On Monday, Health Minister Cameron Friesen announced on Monday that olanzapine is currently part of the medical staff's toolkit to launch the Substance Abuse and Addiction Awareness Week.
. We're giving paramedics to this supplementary tool, and we believe that this will not only help keep the addicts who exhibit signs of stress, symptoms of psychosis, or excessive agitation.
Olanzapine is an anti-psychotic drug that can be taken orally with disintegrating tablets. It helps to reduce the severity of symptoms such as agitation for meth users.
The health minister admitted that the drug was part of the meth plan in the province, but not the whole riddle.

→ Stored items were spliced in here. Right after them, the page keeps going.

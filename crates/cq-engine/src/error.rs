//! Error types for the combat engine.

/// Errors that can occur while resolving or sampling battles.
#[derive(Debug, Clone, PartialEq, Eq, thiserror::Error)]
pub enum EngineError {
    /// The defending force has no armies left.
    #[error("unable to defend")]
    UnableToDefend,

    /// The attacking force has at most one army and cannot leave the territory.
    #[error("unable to attack")]
    UnableToAttack,

    /// The attacker must roll at least one die.
    #[error("invalid power value")]
    InvalidPower,

    /// The smart defender threshold is not a die face.
    #[error("invalid smart threshold: {0}")]
    InvalidSmartThreshold(i32),

    /// A sample run was requested with zero trials.
    #[error("sample size must be at least 1")]
    EmptySample,

    /// The caller cancelled a sample run before it finished.
    #[error("sampling cancelled")]
    Cancelled,
}

/// Convenience result type for engine operations.
pub type EngineResult<T> = Result<T, EngineError>;
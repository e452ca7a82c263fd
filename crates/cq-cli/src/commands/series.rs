use colored::Colorize;

use cq_engine::resolve_series;

use super::{ForceOptions, SeriesOptions};

pub fn run(forces: &ForceOptions, options: &SeriesOptions) -> Result<(), String> {
    let series = options.config(forces);
    let mut dice = forces.dice();
    let response = resolve_series(&series, &mut dice).map_err(|e| e.to_string())?;

    if forces.json {
        return super::print_json(&response);
    }

    println!(
        "  {} {}",
        "Series".bold(),
        format!(
            "(up to {} rounds, reserve {})",
            series.maximum_iterations,
            series.reserve()
        )
        .dimmed()
    );
    if series
        .reserve_rule
        .exhausted(forces.attack, forces.power, series.reserve())
    {
        println!(
            "  {} no attacks will occur: attacking armies minus power are within the reserve",
            "WARN".yellow().bold()
        );
    }
    println!();
    super::print_response(&response);
    Ok(())
}
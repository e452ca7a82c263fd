use std::path::Path;

use colored::Colorize;

use cq_counter::{Detector, JsonDetections, count_pieces};

pub fn run(
    image: &Path,
    detections: Option<&Path>,
    min_confidence: f32,
    json: bool,
) -> Result<(), String> {
    let detector = match detections {
        Some(path) => JsonDetections::from_file(path),
        None => JsonDetections::sidecar(),
    };
    count_with(&detector, image, min_confidence, json)
}

fn count_with(
    detector: &impl Detector,
    image: &Path,
    min_confidence: f32,
    json: bool,
) -> Result<(), String> {
    let found = detector.detect(image).map_err(|e| e.to_string())?;
    let count = count_pieces(&found, min_confidence);

    if json {
        return super::print_json(&count);
    }

    println!(
        "  {} {}",
        "Armies:".bold(),
        count.armies.to_string().green().bold()
    );
    println!(
        "  {}",
        format!(
            "{} pieces counted, {} below confidence {min_confidence}",
            count.pieces, count.rejected
        )
        .dimmed()
    );
    if !count.unrecognized.is_empty() {
        println!(
            "  {} unrecognized labels: {}",
            "WARN".yellow().bold(),
            count.unrecognized.join(", ")
        );
    }
    Ok(())
}
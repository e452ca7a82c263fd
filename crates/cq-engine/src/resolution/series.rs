//! Series resolution: rounds back to back until a stop condition fires.

use crate::config::{AttackConfiguration, AttackSeriesConfiguration};
use crate::dice::DiceSource;
use crate::error::EngineResult;
use crate::resolution::{AttackResponse, resolve_round};

/// Why a series stopped rolling.
#[derive(Debug, Clone, Copy, PartialEq, Eq)]
enum StopReason {
    Reserve,
    Depleted,
    IterationLimit,
}

/// Resolve rounds until the reserve floor, a depleted side, or the
/// iteration limit stops the series.
///
/// Stop conditions are checked before each round. Every round rebuilds its
/// configuration from the running forces, the fixed power and the
/// threshold chosen by the series' [`crate::ThresholdPolicy`]. The lost
/// flags compare the final forces against the series' starting forces.
pub fn resolve_series(
    series: &AttackSeriesConfiguration,
    dice: &mut impl DiceSource,
) -> EngineResult<AttackResponse> {
    let start = series.sim_config;
    let reserve = series.reserve();
    let threshold = series.threshold_policy.threshold_for(&start);

    let mut defence = start.defence;
    let mut attack = start.attack;
    let mut rolls = Vec::new();
    let mut stop = StopReason::IterationLimit;

    for _ in 0..series.maximum_iterations {
        if series.reserve_rule.exhausted(attack, start.power, reserve) {
            stop = StopReason::Reserve;
            break;
        }
        if defence < 1 || attack < 2 {
            stop = StopReason::Depleted;
            break;
        }

        let round = AttackConfiguration::new(defence, attack, start.power)
            .with_smart_threshold(threshold);
        let result = resolve_round(&round, dice)?;

        defence = result.defence;
        attack = result.attack;
        rolls.extend(result.rolls);
    }

    tracing::debug!(
        rounds = rolls.len(),
        ?stop,
        defence,
        attack,
        "series finished"
    );

    Ok(AttackResponse::new(
        rolls,
        defence,
        attack,
        start.defence,
        start.attack,
    ))
}

/// Resolve a series with the default reserve rule and threshold policy.
pub fn resolve_series_with(
    maximum_iterations: u32,
    config: &AttackConfiguration,
    minimum_attack_reserve: Option<i32>,
    dice: &mut impl DiceSource,
) -> EngineResult<AttackResponse> {
    let series = AttackSeriesConfiguration::new(maximum_iterations, *config)
        .with_minimum_attack_reserve(minimum_attack_reserve);
    resolve_series(&series, dice)
}
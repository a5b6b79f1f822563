//! PDF rasterisation: render every page of an uploaded document via pdfium.
//!
//! The adapter sits behind the [`PageRasterizer`] trait so the orchestrator
//! and the HTTP layer never name pdfium directly; tests substitute a fake
//! rasteriser and run without a native library.
//!
//! ## Blocking
//!
//! `pdfium-render` wraps the pdfium C++ library, which is not async-safe.
//! [`PageRasterizer::rasterize`] is a plain blocking call; the orchestrator
//! moves it onto the blocking pool with `tokio::task::spawn_blocking`.
//!
//! ## Resolution
//!
//! Pages render at `dpi / 72` scale (PDF user space is 72 units per inch),
//! with each edge capped at [`MAX_EDGE_PX`] so an oversized page cannot
//! allocate an unbounded bitmap.

use crate::error::ConversionError;
use crate::output::PageImage;
use pdfium_render::prelude::*;
use std::path::PathBuf;
use tracing::{debug, info};

/// Longest edge of a rendered page, in pixels.
pub const MAX_EDGE_PX: i32 = 10_000;

/// Something that turns PDF bytes into one raster image per page.
pub trait PageRasterizer: Send + Sync {
    /// Render every page of `pdf` at `dpi`, in document page order.
    ///
    /// Any page failure aborts the whole call; partial results are never
    /// returned.
    fn rasterize(&self, pdf: &[u8], dpi: u32) -> Result<Vec<PageImage>, ConversionError>;

    /// Number of pages in `pdf`, without rendering any of them.
    fn page_count(&self, pdf: &[u8]) -> Result<usize, ConversionError>;
}

/// [`PageRasterizer`] backed by pdfium.
///
/// The library is bound per call, on the calling thread, so the rasteriser
/// itself holds no native state and is cheap to share.
#[derive(Debug, Clone, Default)]
pub struct PdfiumRasterizer {
    lib_path: Option<PathBuf>,
}

impl PdfiumRasterizer {
    /// Bind the system pdfium (or one next to the executable).
    pub fn new() -> Self {
        Self::default()
    }

    /// Bind the pdfium library at `path`.
    pub fn with_library(path: impl Into<PathBuf>) -> Self {
        Self {
            lib_path: Some(path.into()),
        }
    }

    fn bind(&self) -> Result<Pdfium, ConversionError> {
        let bindings = match self.lib_path {
            Some(ref path) => Pdfium::bind_to_library(path),
            None => Pdfium::bind_to_library(Pdfium::pdfium_platform_library_name_at_path("./"))
                .or_else(|_| Pdfium::bind_to_system_library()),
        }
        .map_err(|e| ConversionError::PdfiumBindingFailed(e.to_string()))?;

        Ok(Pdfium::new(bindings))
    }
}

impl PageRasterizer for PdfiumRasterizer {
    fn rasterize(&self, pdf: &[u8], dpi: u32) -> Result<Vec<PageImage>, ConversionError> {
        let pdfium = self.bind()?;

        let document = pdfium
            .load_pdf_from_byte_slice(pdf, None)
            .map_err(|e| classify_load_error(&e))?;

        let pages = document.pages();
        let total_pages = pages.len() as usize;
        info!("PDF loaded: {} pages", total_pages);
        if total_pages == 0 {
            return Err(ConversionError::EmptyDocument);
        }

        let render_config = render_config(dpi);
        let mut results = Vec::with_capacity(total_pages);

        for (idx, page) in pages.iter().enumerate() {
            let bitmap = page.render_with_config(&render_config).map_err(|e| {
                ConversionError::RasterisationFailed {
                    page: idx + 1,
                    detail: format!("{:?}", e),
                }
            })?;

            let image = bitmap.as_image();
            debug!(
                "Rendered page {} → {}x{} px",
                idx + 1,
                image.width(),
                image.height()
            );

            results.push(PageImage::new(idx, image));
        }

        Ok(results)
    }

    fn page_count(&self, pdf: &[u8]) -> Result<usize, ConversionError> {
        let pdfium = self.bind()?;
        let document = pdfium
            .load_pdf_from_byte_slice(pdf, None)
            .map_err(|e| classify_load_error(&e))?;
        Ok(document.pages().len() as usize)
    }
}

/// Render settings for `dpi`.
fn render_config(dpi: u32) -> PdfRenderConfig {
    PdfRenderConfig::new()
        .scale_page_by_factor(scale_for_dpi(dpi))
        .set_maximum_width(MAX_EDGE_PX)
        .set_maximum_height(MAX_EDGE_PX)
}

/// Scale factor from PDF points (1/72 in) to pixels at `dpi`.
pub fn scale_for_dpi(dpi: u32) -> f32 {
    dpi as f32 / 72.0
}

/// Map a pdfium load failure onto a conversion error.
fn classify_load_error(e: &PdfiumError) -> ConversionError {
    let err_str = format!("{:?}", e);
    if err_str.contains("Password") || err_str.contains("password") {
        ConversionError::PasswordRequired
    } else {
        ConversionError::CorruptPdf { detail: err_str }
    }
}
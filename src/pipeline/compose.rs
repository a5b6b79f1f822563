//! Page composition: fit a decoded image onto its page.
//!
//! Two layout policies exist (see [`LayoutPolicy`]):
//!
//! * **FitToCanvas**: the page is a fixed canvas (US Letter, A4). The image
//!   is scaled by `min(cw/sw, ch/sh)`, resampled with Lanczos3, and centred.
//! * **FitToImage**: the page takes the image's own size; the image sits at
//!   the origin unscaled.
//!
//! Either policy may first trim a uniform border: everything matching the
//! top-left pixel's colour is cropped away.

use crate::config::LayoutPolicy;
use crate::error::ValidationError;
use crate::output::PageImage;
use image::imageops::{self, FilterType};
use image::{DynamicImage, GenericImageView, Rgb, RgbImage};
use tracing::debug;

/// Position and size of the placed image on its page, in page pixels.
#[derive(Debug, Clone, Copy, PartialEq, Eq)]
pub struct Placement {
    pub x: u32,
    pub y: u32,
    pub width: u32,
    pub height: u32,
}

/// A page ready for packaging.
#[derive(Debug, Clone)]
pub struct ComposedPage {
    /// Source position (0-based upload order).
    pub index: usize,
    /// The placed image, already at `placement.width × placement.height`.
    pub image: DynamicImage,
    pub placement: Placement,
    pub page_width_px: u32,
    pub page_height_px: u32,
    /// Pixel density mapping page pixels to PDF points.
    pub dpi: u32,
    /// Fill behind the image; `None` when the image covers the page.
    pub background: Option<[u8; 3]>,
}

impl ComposedPage {
    /// Render the page raster: background filled, image overlaid.
    pub fn flatten(&self) -> RgbImage {
        let [r, g, b] = self.background.unwrap_or([255, 255, 255]);
        let mut canvas = RgbImage::from_pixel(self.page_width_px, self.page_height_px, Rgb([r, g, b]));
        imageops::overlay(
            &mut canvas,
            &self.image.to_rgb8(),
            self.placement.x as i64,
            self.placement.y as i64,
        );
        canvas
    }
}

/// Compose one page.
pub fn compose(page: PageImage, policy: &LayoutPolicy, trim: bool) -> ComposedPage {
    let PageImage { index, image } = page;
    let image = if trim { trim_uniform_border(image) } else { image };

    match policy {
        LayoutPolicy::FitToImage { dpi } => {
            let (w, h) = image.dimensions();
            ComposedPage {
                index,
                image,
                placement: Placement {
                    x: 0,
                    y: 0,
                    width: w,
                    height: h,
                },
                page_width_px: w,
                page_height_px: h,
                dpi: *dpi,
                background: None,
            }
        }
        LayoutPolicy::FitToCanvas(canvas) => {
            let (sw, sh) = image.dimensions();
            let (nw, nh) = fit_dimensions(sw, sh, canvas.width_px, canvas.height_px);
            let image = if (nw, nh) == (sw, sh) {
                image
            } else {
                image.resize_exact(nw, nh, FilterType::Lanczos3)
            };
            let placement = Placement {
                x: (canvas.width_px - nw) / 2,
                y: (canvas.height_px - nh) / 2,
                width: nw,
                height: nh,
            };
            debug!(
                "Page {}: {}x{} → {}x{} at ({}, {}) on {}x{} canvas",
                index + 1,
                sw,
                sh,
                nw,
                nh,
                placement.x,
                placement.y,
                canvas.width_px,
                canvas.height_px
            );
            ComposedPage {
                index,
                image,
                placement,
                page_width_px: canvas.width_px,
                page_height_px: canvas.height_px,
                dpi: canvas.dpi,
                background: Some(canvas.background),
            }
        }
    }
}

/// Compose every page, preserving order.
pub fn compose_all(
    pages: Vec<PageImage>,
    policy: &LayoutPolicy,
    trim: bool,
) -> Result<Vec<ComposedPage>, ValidationError> {
    if pages.is_empty() {
        return Err(ValidationError::NoImages);
    }
    Ok(pages
        .into_iter()
        .map(|page| compose(page, policy, trim))
        .collect())
}

/// Aspect-preserving size of a `sw × sh` image fitted inside `cw × ch`.
///
/// Rounded to whole pixels and clamped to `1..=canvas` on each axis.
pub fn fit_dimensions(sw: u32, sh: u32, cw: u32, ch: u32) -> (u32, u32) {
    if sw == 0 || sh == 0 {
        return (cw.min(1), ch.min(1));
    }
    let scale = f64::min(cw as f64 / sw as f64, ch as f64 / sh as f64);
    let nw = ((sw as f64 * scale).round() as u32).clamp(1, cw.max(1));
    let nh = ((sh as f64 * scale).round() as u32).clamp(1, ch.max(1));
    (nw, nh)
}

/// Bounding box `(x, y, w, h)` of pixels that differ from the top-left one.
///
/// `None` when the image is uniform (or empty).
pub fn content_bounds(image: &DynamicImage) -> Option<(u32, u32, u32, u32)> {
    let (w, h) = image.dimensions();
    if w == 0 || h == 0 {
        return None;
    }
    let reference = image.get_pixel(0, 0);

    let (mut min_x, mut min_y) = (u32::MAX, u32::MAX);
    let (mut max_x, mut max_y) = (0u32, 0u32);
    let mut found = false;

    for (x, y, px) in image.pixels() {
        if px != reference {
            found = true;
            min_x = min_x.min(x);
            min_y = min_y.min(y);
            max_x = max_x.max(x);
            max_y = max_y.max(y);
        }
    }

    found.then(|| (min_x, min_y, max_x - min_x + 1, max_y - min_y + 1))
}

/// Crop away the border whose colour matches the top-left pixel.
///
/// A uniform image is returned unchanged.
pub fn trim_uniform_border(image: DynamicImage) -> DynamicImage {
    match content_bounds(&image) {
        Some((x, y, w, h)) if (w, h) != image.dimensions() => image.crop_imm(x, y, w, h),
        _ => image,
    }
}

Friesen said the government has already opened five pilot rapid access to addictive medicine clinics and increased bed capacity at some treatment facilities. He failed to explain whether to present a long-term strategy for the fight against methane in Manitoba, but the 2018 Virgo report received a report on his mental health and dependencies as a roadmap for the province.
"Manitobans believe that the government will continue to respond, that we will continue to create additional announcements when we receive this report, and that we display what we have to do and the same flexibility and innovation. We respond," he said. "We don't do everything we have to do yet, and we're totally involved in this."
The medical director of the Manitoba Addiction Foundation. Ginette Poulin welcomed the inclusion of olanzapine in the paramedics' arsenal. He also pointed out that there is more work to be done to curb the meth crisis.
Lin Because this is a very violent crisis, it is difficult: we react rather than proactively, and it's hard to keep up with what I call the ‘drug” of the day, çok says Poulin.
"So we were dealing with the opioid crisis and we were trying to find ways to manage it more effectively, and then we had the crystal metherin rise yükseliş We're trying to look at other jurisdictions, and unfortunately there's no crystal meth, no magic antidote, or no pills that dissolve them all."
NDP health critic Andrew Swan said the state government was "at the highest level in providing information about marijuana," but public education was delaying on meth.
. This is a trial measure.
Jessica Botelho-Urbanski covers the Manitoba Legislative Council for the Winnipeg Free Press.